Un engin martien repensé pour la Lune

La NASA étudie la possibilité de déployer sur la Lune un rover jusqu’ici cantonné à la Terre : PROMISE — acronyme de Polar Rover for Observation, Mapping and In-Situ Exploration. Il s’agit du modèle d’essai intégré des rovers martiens Curiosity puis Perseverance, conservé au Jet Propulsion Laboratory (JPL) en Californie. L’agence a officialisé cette piste le 30 juin, lors d’une mise à jour de son programme de base lunaire.

D’une masse d’environ une tonne, l’engin serait propulsé par un générateur thermoélectrique à radioisotopes multimissions (MMRTG), fonctionnant au plutonium‑238. Ce choix lui permettrait de se déplacer quelles que soient les conditions d’éclairage et de survivre aux nuits lunaires – des nuits de quatorze jours terrestres durant lesquelles les températures chutent à des niveaux extrêmes.

Jared Isaacman, l’administrateur de la NASA, a indiqué que l’agence « réfléchit très sérieusement » à cette option. Il a précisé que, bien que PROMISE ait été conçu pour Mars, les ingénieurs du JPL estiment que des modifications permettraient de l’adapter à l’environnement lunaire. « Nous avons ce matériel, et c’est exactement ce que nous devrions tenter de faire pour engranger des succès, en apportant une capacité comme PROMISE à la surface de la Lune », a‑t‑il déclaré.

Un “clone” nucléaire au service de la base lunaire

Le rover PROMISE servait jusqu’ici de banc d’essai au sol pour tester des commandes avant de les envoyer à Perseverance, actif sur Mars depuis juillet 2020, et à Curiosity, arrivé en novembre 2011. Selon Isaacman, après des années d’exploitation des deux véhicules martiens, la question s’est posée de l’utilité de conserver un troisième modèle de test sur Terre. « Nous avons ce matériel, financé par les contribuables. Alors la question a été posée : et si on l’envoyait sur la Lune ? », a‑t‑il expliqué.

Carlos García‑Galán, autre responsable de la NASA impliqué dans le projet de base lunaire, a souligné l’intérêt d’une telle machine pour le pôle Sud lunaire : « Disposer d’un RTG nucléaire nous permet d’aller où nous voulons, indépendamment de l’éclairage. Survivre à la nuit lunaire est l’un des plus grands défis ; avec cette capacité, nous n’aurions pas à nous en soucier. » Il a évoqué la possibilité de « longues traversées » dans des zones difficilement accessibles.

L’agence a également annoncé, le même jour, l’attribution de trois nouveaux contrats pour des atterrisseurs robotisés à des entreprises déjà partenaires – Astrobotic, Firefly Aerospace et Intuitive Machines – afin de renforcer sa flotte de missions robotiques.

Les défis techniques et le calendrier

En raison de la masse de PROMISE – équivalente à celle d’un gros SUV – son transport nécessiterait un atterrisseur de grande capacité.
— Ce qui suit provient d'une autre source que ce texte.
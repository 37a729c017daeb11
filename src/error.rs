//! Application error taxonomy
//!
//! Every failure the application surfaces to the user is one of these
//! variants. They are caught where they occur, logged, and shown as a
//! transient banner; none of them stop the event loop.

use thiserror::Error;

/// Errors surfaced by the camera, detection, filter and recording paths
#[derive(Error, Debug, Clone, PartialEq, Eq)]
pub enum AppError {
    /// Camera or microphone denied or unavailable
    #[error("Failed to access camera: {0}")]
    DeviceAccess(String),

    /// Detection model failed to load
    #[error("Failed to load object detection model: {0}")]
    ModelLoad(String),

    /// A single detection cycle failed
    #[error("Detection failed: {0}")]
    ModelInference(String),

    /// Beauty filter shader could not be built
    #[error("Beauty filter unavailable: {0}")]
    ShaderCompile(String),

    /// No encoder format is supported, or the encoder is missing
    #[error("Recording not supported: {0}")]
    RecordingUnsupported(String),

    /// Stop produced zero bytes of media
    #[error("Recording failed: no data was captured")]
    RecordingEmpty,

    #[error("A recording is already in progress")]
    AlreadyRecording,

    #[error("No recording in progress")]
    NotRecording,

    /// Encoder pipe or output file failure
    #[error("Failed to save recording: {0}")]
    RecordingSave(String),

    /// Window or GPU context could not be created
    #[error("Graphics initialization failed: {0}")]
    Graphics(String),
}

impl AppError {
    /// Short category name used in structured log fields
    pub fn kind(&self) -> &'static str {
        match self {
            AppError::DeviceAccess(_) => "device_access",
            AppError::ModelLoad(_) => "model_load",
            AppError::ModelInference(_) => "model_inference",
            AppError::ShaderCompile(_) => "shader_compile",
            AppError::RecordingUnsupported(_) => "recording_unsupported",
            AppError::RecordingEmpty => "recording_empty",
            AppError::AlreadyRecording => "already_recording",
            AppError::NotRecording => "not_recording",
            AppError::RecordingSave(_) => "recording_save",
            AppError::Graphics(_) => "graphics",
        }
    }
}

pub type AppResult<T> = Result<T, AppError>;

#[cfg(test)]
mod tests {
    use super::*;

    #[test]
    fn test_error_messages() {
        let err = AppError::DeviceAccess("permission denied".to_string());
        assert_eq!(err.to_string(), "Failed to access camera: permission denied");
        assert_eq!(err.kind(), "device_access");
        assert_eq!(AppError::RecordingEmpty.kind(), "recording_empty");
    }
}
Les responsables ont cité Blue Moon, développé par Blue Origin, ou Starship, de SpaceX, comme les candidats les plus probables. L’engin embarquerait un MMRTG, un générateur dont la NASA dispose déjà et dont le plutonium‑238 se dégrade progressivement sans être utilisé.
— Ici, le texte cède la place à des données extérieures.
//! Detection worker thread
//!
//! Owns the detector and runs requests off the render loop. The model is
//! loaded on the worker thread so startup never blocks the window.

use std::sync::Arc;
use std::time::{Duration, Instant};

use crossbeam_channel::{Receiver, Sender, TrySendError};
use image::RgbaImage;

use super::model::ObjectDetector;
use super::Detection;
use crate::error::AppError;

/// Frame to run detection on
pub struct DetectionRequest {
    pub frame: Arc<RgbaImage>,
    /// Camera session generation the frame came from
    pub generation: u64,
    pub sequence: u64,
}

/// Outcome of one request
#[derive(Debug)]
pub struct DetectionResponse {
    pub generation: u64,
    pub sequence: u64,
    pub result: Result<Vec<Detection>, AppError>,
    pub elapsed: Duration,
}

/// Messages from the worker to the render loop
#[derive(Debug)]
pub enum WorkerEvent {
    /// Model loaded and accepting requests
    Ready { detector: String },
    /// Model failed to load; the worker has exited
    LoadFailed(AppError),
    Completed(DetectionResponse),
}

/// Asynchronous detection backend polled from the render loop
pub trait DetectionService {
    /// Queue a request; returns false if it was not accepted
    fn submit(&mut self, request: DetectionRequest) -> bool;
    /// Next pending event, if any
    fn poll_event(&mut self) -> Option<WorkerEvent>;
}

pub struct DetectionWorker {
    /// Channel to send frames to the worker thread
    request_tx: Option<Sender<DetectionRequest>>,
    event_rx: Receiver<WorkerEvent>,
    thread_handle: Option<std::thread::JoinHandle<()>>,
}

impl DetectionWorker {
    /// Start the worker; `factory` builds the detector on the worker thread
    pub fn spawn<F>(factory: F) -> Result<Self, AppError>
    where
        F: FnOnce() -> Result<Box<dyn ObjectDetector>, AppError> + Send + 'static,
    {
        let (request_tx, request_rx) = crossbeam_channel::bounded::<DetectionRequest>(1);
        let (event_tx, event_rx) = crossbeam_channel::unbounded::<WorkerEvent>();

        let thread_handle = std::thread::Builder::new()
            .name("object-detection".to_string())
            .spawn(move || Self::worker_thread(factory, request_rx, event_tx))
            .map_err(|e| AppError::ModelLoad(format!("Failed to spawn detection thread: {}", e)))?;

        Ok(Self {
            request_tx: Some(request_tx),
            event_rx,
            thread_handle: Some(thread_handle),
        })
    }

    fn worker_thread<F>(factory: F, requests: Receiver<DetectionRequest>, events: Sender<WorkerEvent>)
    where
        F: FnOnce() -> Result<Box<dyn ObjectDetector>, AppError>,
    {
        tracing::info!("Detection thread started");

        let mut detector = match factory() {
            Ok(detector) => {
                tracing::info!("Detector ready: {}", detector.name());
                let _ = events.send(WorkerEvent::Ready {
                    detector: detector.name().to_string(),
                });
                detector
            }
            Err(e) => {
                let _ = events.send(WorkerEvent::LoadFailed(e));
                return;
            }
        };

        while let Ok(request) = requests.recv() {
            let started = Instant::now();
            let result = detector.detect(&request.frame);
            let response = DetectionResponse {
                generation: request.generation,
                sequence: request.sequence,
                result,
                elapsed: started.elapsed(),
            };
            if events.send(WorkerEvent::Completed(response)).is_err() {
                break;
            }
        }

        tracing::info!("Detection thread stopped");
    }

    /// Stop the worker thread
    pub fn stop(&mut self) {
        // Dropping the sender ends the request loop
        self.request_tx = None;
        if let Some(handle) = self.thread_handle.take() {
            let _ = handle.join();
        }
    }
}

impl DetectionService for DetectionWorker {
    fn submit(&mut self, request: DetectionRequest) -> bool {
        let Some(sender) = &self.request_tx else {
            return false;
        };
        match sender.try_send(request) {
            Ok(()) => true,
            Err(TrySendError::Full(_)) => false,
            Err(TrySendError::Disconnected(_)) => {
                self.request_tx = None;
                false
            }
        }
    }

    fn poll_event(&mut self) -> Option<WorkerEvent> {
        self.event_rx.try_recv().ok()
    }
}

impl Drop for DetectionWorker {
    fn drop(&mut self) {
        self.stop();
    }
}

#[cfg(test)]
mod tests {
    use super::*;
    use crate::detect::BoundingBox;

    struct FixedDetector {
        fail: bool,
    }

    impl ObjectDetector for FixedDetector {
        fn name(&self) -> &str {
            "fixed"
        }

        fn detect(&mut self, frame: &RgbaImage) -> Result<Vec<Detection>, AppError> {
            if self.fail {
                return Err(AppError::ModelInference("boom".to_string()));
            }
            Ok(vec![Detection {
                label: "cup".to_string(),
                confidence: 0.8,
                bbox: BoundingBox::new(0.0, 0.0, frame.width() as f32, frame.height() as f32),
            }])
        }
    }

    fn next_event(worker: &DetectionWorker) -> WorkerEvent {
        worker
            .event_rx
            .recv_timeout(Duration::from_secs(5))
            .expect("worker event")
    }

    fn request(sequence: u64) -> DetectionRequest {
        DetectionRequest {
            frame: Arc::new(RgbaImage::new(8, 6)),
            generation: 3,
            sequence,
        }
    }

    #[test]
    fn test_worker_runs_requests() {
        let mut worker =
            DetectionWorker::spawn(|| Ok(Box::new(FixedDetector { fail: false }) as Box<dyn ObjectDetector>))
                .unwrap();

        assert!(matches!(next_event(&worker), WorkerEvent::Ready { ref detector } if detector == "fixed"));
        assert!(worker.submit(request(7)));

        match next_event(&worker) {
            WorkerEvent::Completed(response) => {
                assert_eq!(response.generation, 3);
                assert_eq!(response.sequence, 7);
                let detections = response.result.unwrap();
                assert_eq!(detections[0].bbox.width, 8.0);
            }
            other => panic!("unexpected event: {:?}", other),
        }
    }

    #[test]
    fn test_inference_error_does_not_stop_worker() {
        let mut worker =
            DetectionWorker::spawn(|| Ok(Box::new(FixedDetector { fail: true }) as Box<dyn ObjectDetector>))
                .unwrap();
        next_event(&worker);

        for sequence in 0..2 {
            assert!(worker.submit(request(sequence)));
            match next_event(&worker) {
                WorkerEvent::Completed(response) => {
                    assert!(matches!(response.result, Err(AppError::ModelInference(_))));
                }
                other => panic!("unexpected event: {:?}", other),
            }
        }
    }

    #[test]
    fn test_load_failure_is_reported() {
        let mut worker =
            DetectionWorker::spawn(|| Err(AppError::ModelLoad("missing model".to_string()))).unwrap();

        assert!(matches!(next_event(&worker), WorkerEvent::LoadFailed(AppError::ModelLoad(_))));
        worker.stop();
        assert!(!worker.submit(request(1)));
    }
}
Les scientifiques s’interrogent sur les instruments scientifiques à bord. Le rover martien possède une charge utile conçue pour l’étude géologique et atmosphérique de Mars ; une adaptation sera nécessaire pour répondre aux objectifs d’exploration lunaire, notamment la cartographie des ressources, l’étude du régolithe et la recherche de glace d’eau. Isaacman a estimé que cette mission représenterait un moyen « créatif » d’avancer dans la compréhension de l’environnement où la NASA souhaite établir une présence humaine de long terme.

Une mission aux implications multiples

Si elle se concrétise, l’expédition de PROMISE marquerait une première : un rover conçu pour Mars, propulsé par l’énergie nucléaire, opérant sur la Lune. La NASA souligne que les compétences acquises sur Mars – navigation en terrain accidenté, résistance aux poussières, autonomie énergétique – pourraient être mises à profit pour la préparation d’une base habitée.
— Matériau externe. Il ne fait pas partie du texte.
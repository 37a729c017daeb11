//! Per-tick frame pipeline
//!
//! Everything the render loop does that does not touch the window: poll the
//! detection worker, schedule the next detection, compose the canvas, draw
//! the overlay and feed the recorder. Results are applied before the canvas
//! is drawn so a frame never mixes two detection results.

use std::path::PathBuf;
use std::sync::Arc;
use std::time::Instant;

use chrono::{Local, Utc};
use image::RgbaImage;

use crate::camera::{CameraFrame, CameraSession, FacingMode, MediaDevices};
use crate::capture::{AudioFormat, CaptureController, DownloadSink, MediaEncoder};
use crate::detect::{
    DetectionOverlay, DetectionRequest, DetectionScheduler, DetectionService, FirstSeen,
    Resolution, WorkerEvent,
};
use crate::error::AppError;
use crate::render::{filter_frame, BeautySettings, FrameCompositor, FrameFilter};
use crate::telemetry::Notifications;

/// Where the detector is in its lifecycle
#[derive(Debug, Clone, PartialEq, Eq)]
pub enum DetectorStatus {
    Loading,
    Ready(String),
    Unavailable,
}

impl DetectorStatus {
    pub fn text(&self) -> String {
        match self {
            DetectorStatus::Loading => "Loading model...".to_string(),
            DetectorStatus::Ready(name) => format!("Detecting with {}", name),
            DetectorStatus::Unavailable => "Object detection unavailable".to_string(),
        }
    }
}

/// Request currently at the worker
struct InFlight {
    sequence: u64,
    source_size: (u32, u32),
}

pub struct Pipeline<M, S, E, D>
where
    M: MediaDevices,
    S: DetectionService,
    E: MediaEncoder,
    D: DownloadSink,
{
    session: CameraSession<M>,
    detection: S,
    detector: DetectorStatus,
    scheduler: DetectionScheduler,
    in_flight: Option<InFlight>,
    overlay: DetectionOverlay,
    compositor: FrameCompositor,
    capture: CaptureController<E, D>,
    notifications: Notifications,
    beauty: BeautySettings,
    frame: Option<CameraFrame>,
    last_frame_number: u64,
    /// Canvas needs recomposing
    dirty: bool,
    /// Bumped every time the canvas is recomposed
    canvas_version: u64,
}

impl<M, S, E, D> Pipeline<M, S, E, D>
where
    M: MediaDevices,
    S: DetectionService,
    E: MediaEncoder,
    D: DownloadSink,
{
    pub fn new(
        session: CameraSession<M>,
        detection: S,
        scheduler: DetectionScheduler,
        overlay: DetectionOverlay,
        compositor: FrameCompositor,
        capture: CaptureController<E, D>,
        beauty: BeautySettings,
    ) -> Self {
        Self {
            session,
            detection,
            detector: DetectorStatus::Loading,
            scheduler,
            in_flight: None,
            overlay,
            compositor,
            capture,
            notifications: Notifications::default(),
            beauty,
            frame: None,
            last_frame_number: 0,
            dirty: true,
            canvas_version: 0,
        }
    }

    /// Open the camera facing `facing`, replacing any current stream
    pub fn start_camera(&mut self, facing: FacingMode, now: Instant) {
        self.scheduler.cancel();
        let result = self.session.acquire(facing);
        self.on_stream_changed(result, now);
    }

    /// Toggle front/back. Ignored where switching is not offered.
    pub fn switch_camera(&mut self, now: Instant) {
        if !self.session.can_switch() {
            tracing::debug!("Camera switching not offered on this platform");
            return;
        }
        self.scheduler.cancel();
        let result = self.session.switch_facing();
        self.on_stream_changed(result, now);
    }

    fn on_stream_changed(&mut self, result: Result<(u32, u32), AppError>, now: Instant) {
        self.frame = None;
        self.last_frame_number = 0;
        self.overlay.clear();
        self.dirty = true;

        match result {
            Ok((width, height)) => {
                self.compositor.resize(width, height);
                if matches!(self.detector, DetectorStatus::Ready(_)) {
                    self.scheduler.start(now);
                }
            }
            Err(e) => {
                // The released camera's last image must not linger
                self.compositor.clear();
                self.canvas_version += 1;
                self.notifications.report(&e);
            }
        }
    }

    /// Run one render tick. Returns true if the canvas was recomposed.
    pub fn tick(&mut self, now: Instant, filter: Option<&mut dyn FrameFilter>) -> bool {
        self.poll_detection(now);
        self.update_frame();
        self.schedule_detection(now);

        let recomposed = self.compose(filter);
        self.record(now);
        recomposed
    }

    fn poll_detection(&mut self, now: Instant) {
        while let Some(event) = self.detection.poll_event() {
            match event {
                WorkerEvent::Ready { detector } => {
                    self.detector = DetectorStatus::Ready(detector);
                    if self.session.is_active() {
                        self.scheduler.start(now);
                    }
                }
                WorkerEvent::LoadFailed(e) => {
                    self.detector = DetectorStatus::Unavailable;
                    self.scheduler.cancel();
                    self.notifications.report(&e);
                }
                WorkerEvent::Completed(response) => {
                    let source_size = match self.in_flight.take() {
                        Some(req) if req.sequence == response.sequence => req.source_size,
                        other => {
                            self.in_flight = other;
                            continue;
                        }
                    };

                    let resolution = self.scheduler.resolve(
                        response.sequence,
                        response.generation,
                        self.session.generation(),
                    );
                    if resolution == Resolution::Stale {
                        tracing::debug!(
                            "Discarding detection {} from generation {}",
                            response.sequence,
                            response.generation
                        );
                        continue;
                    }

                    match response.result {
                        Ok(detections) => {
                            tracing::debug!(
                                "Detection {}: {} objects in {:?}",
                                response.sequence,
                                detections.len(),
                                response.elapsed
                            );
                            if self.overlay.apply(detections, source_size, Local::now()) {
                                tracing::info!("First-seen log now has {} labels", self.overlay.log().len());
                            }
                            self.dirty = true;
                        }
                        Err(e) => self.notifications.report(&e),
                    }
                }
            }
        }
    }

    fn update_frame(&mut self) {
        let Some(frame) = self.session.latest_frame() else {
            return;
        };
        if frame.frame_number <= self.last_frame_number {
            return;
        }
        self.last_frame_number = frame.frame_number;
        self.frame = Some(frame);
        self.dirty = true;
    }

    fn schedule_detection(&mut self, now: Instant) {
        let Some(sequence) = self.scheduler.poll(now) else {
            return;
        };
        let Some(frame) = &self.frame else {
            self.scheduler.abandon(sequence);
            return;
        };

        let request = DetectionRequest {
            frame: Arc::clone(&frame.image),
            generation: self.session.generation(),
            sequence,
        };
        let source_size = (frame.width(), frame.height());
        if self.detection.submit(request) {
            self.in_flight = Some(InFlight {
                sequence,
                source_size,
            });
        } else {
            self.scheduler.abandon(sequence);
        }
    }

    fn compose(&mut self, filter: Option<&mut dyn FrameFilter>) -> bool {
        if !self.dirty {
            return false;
        }
        let Some(frame) = &self.frame else {
            return false;
        };
        self.dirty = false;

        let filtered = filter_frame(&self.beauty, filter, &frame.image);
        self.compositor.compose(&frame.image, filtered.as_ref());
        self.overlay.draw(self.compositor.canvas_mut());
        self.canvas_version += 1;
        true
    }

    fn record(&mut self, now: Instant) {
        let samples = self.session.drain_audio();
        if !self.capture.is_recording() {
            return;
        }

        let fed = self
            .capture
            .capture_audio(&samples)
            .and_then(|_| self.capture.capture_frame(self.compositor.canvas(), now));
        if let Err(e) = fed {
            self.notifications.report(&e);
            self.finish_recording();
        }
        self.capture.poll(now);
    }

    /// Start or stop recording
    pub fn toggle_recording(&mut self, now: Instant) {
        if self.capture.is_recording() {
            self.finish_recording();
        } else {
            self.start_recording(now);
        }
    }

    pub fn start_recording(&mut self, now: Instant) {
        let audio = self
            .session
            .audio_format()
            .map(|(sample_rate, channels)| AudioFormat {
                sample_rate,
                channels,
            });
        let size = self.compositor.size();
        match self.capture.start_recording(size, audio, now, Utc::now()) {
            Ok(format) => tracing::info!("Recording as {}", format.mime),
            Err(e) => self.notifications.report(&e),
        }
    }

    /// Stop recording and save. Returns the saved path.
    pub fn finish_recording(&mut self) -> Option<PathBuf> {
        match self.capture.stop_recording() {
            Ok(path) => {
                self.notifications
                    .push(format!("Saved {}", path.display()), Instant::now());
                Some(path)
            }
            Err(e) => {
                self.notifications.report(&e);
                None
            }
        }
    }

    /// Cancel detection, save any recording and release the camera
    pub fn shutdown(&mut self) -> Option<PathBuf> {
        self.scheduler.cancel();
        let saved = if self.capture.is_recording() {
            tracing::info!("Saving recording before exit");
            self.finish_recording()
        } else {
            None
        };
        self.session.release();
        saved
    }

    pub fn toggle_beauty(&mut self) {
        self.set_beauty_enabled(!self.beauty.enabled);
    }

    pub fn set_beauty_enabled(&mut self, enabled: bool) {
        if self.beauty.enabled != enabled {
            tracing::info!("Beauty filter {}", if enabled { "on" } else { "off" });
            self.beauty.enabled = enabled;
            self.dirty = true;
        }
    }

    pub fn set_beauty_strength(&mut self, percent: u32) {
        let next = BeautySettings::new(self.beauty.enabled, percent);
        if next != self.beauty {
            self.beauty = next;
            self.dirty = true;
        }
    }

    pub fn beauty(&self) -> BeautySettings {
        self.beauty
    }

    pub fn canvas(&self) -> &RgbaImage {
        self.compositor.canvas()
    }

    pub fn canvas_version(&self) -> u64 {
        self.canvas_version
    }

    pub fn first_seen(&self) -> &[FirstSeen] {
        self.overlay.log().entries()
    }

    pub fn detector_status(&self) -> &DetectorStatus {
        &self.detector
    }

    pub fn session(&self) -> &CameraSession<M> {
        &self.session
    }

    pub fn is_recording(&self) -> bool {
        self.capture.is_recording()
    }

    pub fn timer_text(&self) -> Option<String> {
        self.capture.timer_text()
    }

    pub fn notifications_mut(&mut self) -> &mut Notifications {
        &mut self.notifications
    }

    pub fn detection(&self) -> &S {
        &self.detection
    }
}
L’agence n’a pas fixé de date de lancement, mais les déclarations du 30 juin suggèrent une décision rapide. L’idée, qualifiée « d’excellente capacité » par García‑Galán, suscite l’enthousiasme au sein de l’équipe lunaire. Le rover, qui n’était pas prévu pour quitter la Terre, pourrait ainsi connaître une seconde vie, bien loin de son berceau d’origine.